Tezkah writes "From the announcement: 'The FreeBSD Release Engineering Team is proud to announce the availability of FreeBSD 5.3-BETA1. This is the first BETA of the 5.3 release cycle. It is intended for early adopters and those wishing to help find and/or fix bugs. The 5.3 release cycle will continue with weekly BETA builds while bugs are being fixed and features finalized. The schedule is at www.freebsd.org/releases/5.3R/schedule.html . Be sure to check the "Known issues" below, there are known problems still being worked on at this time.' New features include fully threaded and multi-processor safe network stack, X.org instead of XFree86, many ACPI enhancements, GCC updated to 3.4.2, gdb updated to 6.1.1, binutils updated, and much more. Expect 5.3 to be released in full on October 3rd, if everything goes according to schedule!"

13 of 74 comments (clear)

  1. Upgrading from 5.2.1 to 5.3-BETA1 a little bumpy by beholder77 · · Score: 5, Informative

    For those of you running 5.2.1 and planning on doing a source upgrade, make sure you check the /usr/src/etc/group and /usr/src/etc/master.passwd files and add the new groups and users into your own, otherwise your buildworld will fail about half way through.

    As well, you can't build a new kernel until the userland is upgraded, the "config" program and kernel options have been upgraded.

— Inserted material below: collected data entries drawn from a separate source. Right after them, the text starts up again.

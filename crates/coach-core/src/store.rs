use crate::error::{NotFoundError, PersistenceError, Result};
use crate::gateway::PersistenceGateway;
use crate::payload::{DraftPayload, RecordId, RecordSnapshot};
use crate::paths;
use crate::types::SaveMode;
use chrono::Utc;
use std::path::{Path, PathBuf};

/// Record store backed by one YAML file per record under
/// `.coach/records/`. Last write wins; there is no locking.
#[derive(Debug, Clone)]
pub struct FileGateway {
    root: PathBuf,
}

impl FileGateway {
    pub fn new(root: impl Into<PathBuf>) -> Self {
        Self { root: root.into() }
    }

    pub fn root(&self) -> &Path {
        &self.root
    }

    pub fn load(&self, id: &RecordId) -> Result<RecordSnapshot> {
        let path = paths::record_path(&self.root, id.as_str());
        if !path.exists() {
            return Err(NotFoundError::new(id.as_str()).into());
        }
        let data = std::fs::read_to_string(&path)?;
        let snapshot: RecordSnapshot = serde_yaml::from_str(&data)?;
        Ok(snapshot)
    }

    /// All records, most recently updated first.
    pub fn list(&self) -> Result<Vec<RecordSnapshot>> {
        let mut records: Vec<RecordSnapshot> =
            crate::io::read_yaml_dir(&paths::records_dir(&self.root))?;
        records.sort_by(|a, b| b.updated_at.cmp(&a.updated_at));
        Ok(records)
    }

    fn write(&self, snapshot: &RecordSnapshot) -> Result<()> {
        let path = paths::record_path(&self.root, snapshot.id.as_str());
        let data = serde_yaml::to_string(snapshot)?;
        crate::io::atomic_write(&path, data.as_bytes())
    }

    fn store(
        &self,
        mode: SaveMode,
        target: Option<&RecordId>,
        payload: &DraftPayload,
    ) -> std::result::Result<RecordId, PersistenceError> {
        if payload.is_draft != mode.is_draft() {
            return Err(PersistenceError::Conflict(format!(
                "{mode} request carried isDraft={}",
                payload.is_draft
            )));
        }

        let now = Utc::now();
        let (id, created_at) = match target {
            Some(id) => match self.load(id) {
                Ok(existing) => (existing.id, existing.created_at),
                Err(crate::error::CoachError::NotFound(_)) => {
                    return Err(PersistenceError::Conflict(format!(
                        "record {id} no longer exists"
                    )))
                }
                Err(e) => return Err(PersistenceError::Storage(e.to_string())),
            },
            None => (RecordId::generate(), now),
        };

        let snapshot = RecordSnapshot {
            id: id.clone(),
            created_at,
            updated_at: now,
            payload: payload.clone(),
        };
        self.write(&snapshot)
            .map_err(|e| PersistenceError::Storage(e.to_string()))?;

        tracing::info!(record = %id, %mode, "record stored");
        Ok(id)
    }
}

impl PersistenceGateway for FileGateway {
    fn save_draft(
        &self,
        target: Option<&RecordId>,
        payload: &DraftPayload,
    ) -> std::result::Result<RecordId, PersistenceError> {
        self.store(SaveMode::Draft, target, payload)
    }

    fn publish(
        &self,
        target: Option<&RecordId>,
        payload: &DraftPayload,
    ) -> std::result::Result<RecordId, PersistenceError> {
        self.store(SaveMode::Publish, target, payload)
    }

    fn load_by_id(&self, id: &RecordId) -> std::result::Result<RecordSnapshot, NotFoundError> {
        self.load(id).map_err(|e| {
            tracing::debug!(record = %id, error = %e, "record load failed");
            NotFoundError::new(id.as_str())
        })
    }
}

// ---------------------------------------------------------------------------
// Tests
// ---------------------------------------------------------------------------
use anyhow::Context;
use coach_core::{config::Config, io, paths, state::State};
use std::path::Path;

pub fn run(root: &Path) -> anyhow::Result<()> {
    let project_name = root
        .file_name()
        .map(|n| n.to_string_lossy().into_owned())
        .unwrap_or_else(|| "studio".to_string());

    println!("Initializing coach in: {}", root.display());

    for dir in [paths::COACH_DIR, paths::RECORDS_DIR, paths::SESSIONS_DIR] {
        let p = root.join(dir);
        io::ensure_dir(&p).with_context(|| format!("failed to create {}", p.display()))?;
    }

    if !paths::config_path(root).exists() {
        Config::new(&project_name)
            .save(root)
            .context("failed to write config.yaml")?;
        println!("  created: {}", paths::CONFIG_FILE);
    } else {
        println!("  exists:  {}", paths::CONFIG_FILE);
    }

    if !paths::state_path(root).exists() {
        State::new(&project_name)
            .save(root)
            .context("failed to write state.yaml")?;
        println!("  created: {}", paths::STATE_FILE);
    } else {
        println!("  exists:  {}", paths::STATE_FILE);
    }

    println!("\nNext: coach new --category fitness");
    Ok(())
}
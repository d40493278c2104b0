use crate::error::Result;
use std::io::Write;
use std::path::Path;
use tempfile::NamedTempFile;

/// Atomically write `data` to `path` using a tempfile in the same directory.
/// A crash mid-write never leaves a truncated record behind.
pub fn atomic_write(path: &Path, data: &[u8]) -> Result<()> {
    if let Some(parent) = path.parent() {
        std::fs::create_dir_all(parent)?;
    }
    let dir = path.parent().unwrap_or(Path::new("."));
    let mut tmp = NamedTempFile::new_in(dir)?;
    tmp.write_all(data)?;
    tmp.persist(path).map_err(|e| e.error)?;
    Ok(())
}

/// Create a directory and all parents, idempotent.
pub fn ensure_dir(path: &Path) -> Result<()> {
    std::fs::create_dir_all(path)?;
    Ok(())
}

/// Remove a file if present. Returns true if something was removed.
pub fn remove_if_exists(path: &Path) -> Result<bool> {
    match std::fs::remove_file(path) {
        Ok(()) => Ok(true),
        Err(e) if e.kind() == std::io::ErrorKind::NotFound => Ok(false),
        Err(e) => Err(e.into()),
    }
}

/// Read every `*.yaml` file directly under `dir`, skipping anything that
/// fails to parse. A missing directory yields an empty list.
pub fn read_yaml_dir<T: serde::de::DeserializeOwned>(dir: &Path) -> Result<Vec<T>> {
    if !dir.exists() {
        return Ok(Vec::new());
    }
    let mut out = Vec::new();
    for entry in std::fs::read_dir(dir)? {
        let path = entry?.path();
        if path.extension().and_then(|e| e.to_str()) != Some("yaml") {
            continue;
        }
        let data = std::fs::read_to_string(&path)?;
        match serde_yaml::from_str(&data) {
            Ok(v) => out.push(v),
            Err(e) => tracing::warn!(path = %path.display(), error = %e, "skipping unreadable file"),
        }
    }
    Ok(out)
}

#[cfg(test)]
mod tests {
    use super::*;
    use tempfile::TempDir;

    #[test]
    fn atomic_write_creates_parents() {
        let dir = TempDir::new().unwrap();
        let path = dir.path().join("a/b/c/test.yaml");
        atomic_write(&path, b"data").unwrap();
        assert_eq!(std::fs::read_to_string(&path).unwrap(), "data");
    }

    #[test]
    fn remove_if_exists_is_idempotent() {
        let dir = TempDir::new().unwrap();
        let path = dir.path().join("x.yaml");
        std::fs::write(&path, "a: 1").unwrap();
        assert!(remove_if_exists(&path).unwrap());
        assert!(!remove_if_exists(&path).unwrap());
    }

    #[test]
    fn read_yaml_dir_skips_garbage_and_other_files() {
        let dir = TempDir::new().unwrap();
        std::fs::write(dir.path().join("a.yaml"), "1").unwrap();
        std::fs::write(dir.path().join("b.yaml"), "[not: an int").unwrap();
        std::fs::write(dir.path().join("c.txt"), "3").unwrap();
        let values: Vec<u32> = read_yaml_dir(dir.path()).unwrap();
        assert_eq!(values, vec![1]);
    }

    #[test]
    fn read_yaml_dir_missing_dir() {
        let dir = TempDir::new().unwrap();
        let values: Vec<u32> = read_yaml_dir(&dir.path().join("nope")).unwrap();
        assert!(values.is_empty());
    }
}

    Otherwise, the upgrade went well, and it does seem faster than the previous releases.

    --
    Success is as dangerous as failure, hope as hollow as fear.
  2. Re:Upgrading from 5.2.1 to 5.3-BETA1 a little bump by the+real+darkskye · · Score: 5, Informative
    or you could use mergemaster -p before the buildworld.
    -p Pre-buildworld mode. Compares only files known to be essential to the success of {build|install}world, including /etc/make.conf


    source http://www.freebsd.org/cgi/man.cgi?query=mergemast er&apropos=0&sektion=0&manpath=FreeBSD+5.2-RELEASE +and+Ports&format=html
    --
    Music is everybody's possession.
    It's only publishers who think that people own it.
    Fuck Beta
    ~John Lenno
  3. Looks like there's still a lot to do. by Agent+Green · · Score: 4, Informative

    Based on their todo list, it looks like there's still a lot that needs to be done before 5.3 is even close to out-the-door.

    --
    // Agent Green (Ian / IU7 / KB1JQO)
    // IEEE 802.3: All 10base Are Belong To Us
    1. Re:Looks like there's still a lot to do. by jaredmauch · · Score: 4, Informative
      Yeah, there is still a lot to be done. I think they're going to miss the release date somewhat but the wins that will be seen by 5.3 will be excellent for the FreeBSD release.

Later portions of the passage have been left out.